# TASK GOAL
The result should be every line of the listing that holds the word "GONE".

# DATA SECTION
//! HTTP API.
//!
//! Authentication happens upstream; the gateway forwards the authenticated
//! subject in the `x-subject-id` header.

use axum::extract::rejection::JsonRejection;
use axum::extract::{FromRequestParts, Path, Query, State};
use axum::http::StatusCode;
use axum::http::request::Parts;
use axum::response::{IntoResponse, Response};
use axum::routing::{get, post};
use axum::{Json, Router};
use chrono::NaiveDate;
use serde::{Deserialize, Serialize};
use tracing::{error, info};

use punchclock_core::{Error, ErrorCode, Violation};

use crate::service::ScanRequest;
use crate::state::AppState;

pub const SUBJECT_HEADER: &str = "x-subject-id";

pub fn build_router(state: AppState) -> Router {
    Router::new()
        .route("/health", get(health))
        .route("/attendance/scan", post(scan))
        .route("/terminals", post(create_terminal))
        .route("/terminals/{public_id}/token", get(terminal_token))
        .route("/terminals/{public_id}/disable", post(disable_terminal))
        .route("/subjects/{subject_id}/chain", get(chain))
        .route("/subjects/{subject_id}/summary/daily", get(daily_summary))
        .route("/subjects/{subject_id}/summary/week", get(week_summary))
        .route("/subjects/{subject_id}/summary/month", get(month_summary))
        .route("/subjects/{subject_id}/summary/contract", get(contract_summary))
        .with_state(state)
}

/// HTTP status for an error code.
pub const fn status_for(code: ErrorCode) -> StatusCode {
    match code {
        ErrorCode::MalformedToken | ErrorCode::InvalidRequest => StatusCode::BAD_REQUEST,
        ErrorCode::InvalidSignature => StatusCode::UNAUTHORIZED,
        ErrorCode::TokenExpired | ErrorCode::TokenAlreadyUsedOrExpired => StatusCode::GONE,
        ErrorCode::TerminalNotFound => StatusCode::NOT_FOUND,
        ErrorCode::TerminalInactive => StatusCode::FORBIDDEN,
        ErrorCode::SequenceViolation
        | ErrorCode::OutOfHours
        | ErrorCode::DuplicateRecord
        | ErrorCode::DailyLimitExceeded => StatusCode::UNPROCESSABLE_ENTITY,
        ErrorCode::ChainIntegrityViolation => StatusCode::CONFLICT,
        ErrorCode::StorageUnavailable => StatusCode::SERVICE_UNAVAILABLE,
        ErrorCode::Internal => StatusCode::INTERNAL_SERVER_ERROR,
    }
}

#[derive(Debug, Serialize)]
struct ErrorBody {
    code: String,
    message: String,
    #[serde(skip_serializing_if = "Vec::is_empty")]
    errors: Vec<Violation>,
    retryable: bool,
}

/// Error returned by every handler.
#[derive(Debug)]
pub enum ApiError {
    Unauthenticated,
    Core(Error),
}

impl From<Error> for ApiError {
    fn from(e: Error) -> Self {
        Self::Core(e)
    }
}

impl IntoResponse for ApiError {
    fn into_response(self) -> Response {
        let (status, body) = match self {
            Self::Unauthenticated => (
                StatusCode::UNAUTHORIZED,
                ErrorBody {
                    code: "UNAUTHENTICATED".into(),
                    message: format!("missing {SUBJECT_HEADER} header"),
                    errors: Vec::new(),
                    retryable: false,
                },
            ),
            Self::Core(e) => {
                let code = e.code();
                let status = status_for(code);
                if status.is_server_error() {
                    error!(error = %e, "Request failed");
                }
                (
                    status,
                    ErrorBody {
                        code: code.as_str().to_string(),
                        // Internal details stay in the log.
                        message: if code == ErrorCode::Internal {
                            "internal error".to_string()
                        } else {
                            e.to_string()
                        },
                        errors: e.violations().to_vec(),
                        retryable: e.is_retryable(),
                    },
                )
            }
        };
        (status, Json(body)).into_response()
    }
}

/// Authenticated subject taken from the gateway header.
#[derive(Debug, Clone)]
pub struct SubjectId(pub String);

impl<S: Send + Sync> FromRequestParts<S> for SubjectId {
    type Rejection = ApiError;

    async fn from_request_parts(parts: &mut Parts, _state: &S) -> Result<Self, Self::Rejection> {
        parts
            .headers
            .get(SUBJECT_HEADER)
            .and_then(|v| v.to_str().ok())
            .map(str::trim)
            .filter(|s| !s.is_empty())
            .map(|s| Self(s.to_string()))
            .ok_or(ApiError::Unauthenticated)
    }
}

fn json_body<T>(body: Result<Json<T>, JsonRejection>) -> Result<T, ApiError> {
    body.map(|Json(v)| v)
        .map_err(|e| Error::InvalidRequest(e.body_text()).into())
}

/// `GET /health`
async fn health() -> Json<serde_json::Value> {
    Json(serde_json::json!({ "status": "ok" }))
}

/// `POST /attendance/scan`
async fn scan(
    State(state): State<AppState>,
    SubjectId(subject): SubjectId,
    body: Result<Json<ScanRequest>, JsonRejection>,
) -> Result<Response, ApiError> {
    let request = json_body(body)?;
    let outcome = state.attendance.register_scan(&subject, request).await?;
    Ok((StatusCode::CREATED, Json(outcome)).into_response())
}

#[derive(Debug, Deserialize)]
struct CreateTerminal {
    name: String,
    #[serde(default)]
    location: Option<String>,
}

/// `POST /terminals`
async fn create_terminal(
    State(state): State<AppState>,
    SubjectId(admin): SubjectId,
    body: Result<Json<CreateTerminal>, JsonRejection>,
) -> Result<Response, ApiError> {
    let request = json_body(body)?;
    if request.name.trim().is_empty() {
        return Err(Error::InvalidRequest("terminal name is required".into()).into());
    }
    let terminal = state
        .db
        .create_terminal(
            &uuid::Uuid::new_v4().to_string(),
            &uuid::Uuid::new_v4().to_string(),
            request.name.trim(),
            request.location.as_deref(),
            state.clock.now(),
        )
        .await
        .map_err(Error::from)?;
    info!(terminal = %terminal.public_id, by = %admin, "Terminal registered");
    Ok((StatusCode::CREATED, Json(terminal)).into_response())
}

/// `GET /terminals/{public_id}/token`
async fn terminal_token(
    State(state): State<AppState>,
    Path(public_id): Path<String>,
) -> Result<Response, ApiError> {
    let issued = state.issuer.current(&public_id).await?;
    Ok(Json(issued).into_response())
}

/// `POST /terminals/{public_id}/disable`
async fn disable_terminal(
    State(state): State<AppState>,
    SubjectId(admin): SubjectId,
    Path(public_id): Path<String>,
) -> Result<StatusCode, ApiError> {
    let found = state
        .db
        .set_terminal_active(&public_id, false, state.clock.now())
        .await
        .map_err(Error::from)?;
    if !found {
        return Err(Error::TerminalNotFound(public_id).into());
    }
    info!(terminal = %public_id, by = %admin, "Terminal disabled");
    Ok(StatusCode::NO_CONTENT)
}

/// `GET /subjects/{subject_id}/chain`
///
/// 200 with the report when the chain verifies, 409 with the same report
/// when it does not.
async fn chain(
    State(state): State<AppState>,
    _caller: SubjectId,
    Path(subject_id): Path<String>,
) -> Result<Response, ApiError> {
    let report = state.attendance.ledger().verify_chain(&subject_id).await?;
    let status = if report.valid {
        StatusCode::OK
    } else {
        StatusCode::CONFLICT
    };
    Ok((status, Json(report)).into_response())
}

#[derive(Debug, Deserialize)]
struct DateQuery {
    date: Option<NaiveDate>,
}

#[derive(Debug, Deserialize)]
struct MonthQuery {
    year: i32,
    month: u32,
}

fn today(state: &AppState) -> NaiveDate {
    punchclock_core::LocalCalendar::from_offset_minutes(state.config.server.utc_offset_minutes)
        .date_of(state.clock.now())
}

/// `GET /subjects/{subject_id}/summary/daily?date=`
async fn daily_summary(
    State(state): State<AppState>,
    _caller: SubjectId,
    Path(subject_id): Path<String>,
    Query(query): Query<DateQuery>,
) -> Result<Response, ApiError> {
    let date = query.date.unwrap_or_else(|| today(&state));
    let summary = state.summaries.daily(&subject_id, date).await?;
    Ok(Json(summary).into_response())
}

/// `GET /subjects/{subject_id}/summary/week?date=`
async fn week_summary(
    State(state): State<AppState>,
    _caller: SubjectId,
    Path(subject_id): Path<String>,
    Query(query): Query<DateQuery>,
) -> Result<Response, ApiError> {
    let date = query.date.unwrap_or_else(|| today(&state));
    let summary = state.summaries.week(&subject_id, date).await?;
    Ok(Json(summary).into_response())
}

/// `GET /subjects/{subject_id}/summary/month?year=&month=`
async fn month_summary(
    State(state): State<AppState>,
    _caller: SubjectId,
    Path(subject_id): Path<String>,
    Query(query): Query<MonthQuery>,
) -> Result<Response, ApiError> {
    let summary = state
        .summaries
        .month(&subject_id, query.year, query.month)
        .await?;
    Ok(Json(summary).into_response())
}

/// `GET /subjects/{subject_id}/summary/contract`
async fn contract_summary(
    State(state): State<AppState>,
    _caller: SubjectId,
    Path(subject_id): Path<String>,
) -> Result<Response, ApiError> {
    let progress = state.summaries.contract(&subject_id).await?;
    Ok(Json(progress).into_response())
}

#[cfg(test)]
mod tests {
    use super::*;

    #[test]
    fn rule_violations_are_unprocessable() {
        for code in [
            ErrorCode::SequenceViolation,
            ErrorCode::OutOfHours,
            ErrorCode::DuplicateRecord,
            ErrorCode::DailyLimitExceeded,
        ] {
            assert_eq!(status_for(code), StatusCode::UNPROCESSABLE_ENTITY);
        }
    }

    #[test]
    fn token_failures_map_to_distinct_statuses() {
        assert_eq!(status_for(ErrorCode::MalformedToken), StatusCode::BAD_REQUEST);
        assert_eq!(status_for(ErrorCode::InvalidSignature), StatusCode::UNAUTHORIZED);
        assert_eq!(status_for(ErrorCode::TokenExpired), StatusCode::GONE);
        assert_eq!(status_for(ErrorCode::TokenAlreadyUsedOrExpired), StatusCode::GONE);
        assert_eq!(status_for(ErrorCode::TerminalInactive), StatusCode::FORBIDDEN);
    }

    #[test]
    fn storage_errors_are_retryable_503() {
        let err = ApiError::from(Error::Storage(punchclock_core::db::DatabaseError::Connection(
            "down".into(),
        )));
        let response = err.into_response();
        assert_eq!(response.status(), StatusCode::SERVICE_UNAVAILABLE);
    }
}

# SOLUTION FOR THIS EXERCISE
        ErrorCode::TokenExpired | ErrorCode::TokenAlreadyUsedOrExpired => StatusCode::GONE,
        assert_eq!(status_for(ErrorCode::TokenExpired), StatusCode::GONE);
        assert_eq!(status_for(ErrorCode::TokenAlreadyUsedOrExpired), StatusCode::GONE);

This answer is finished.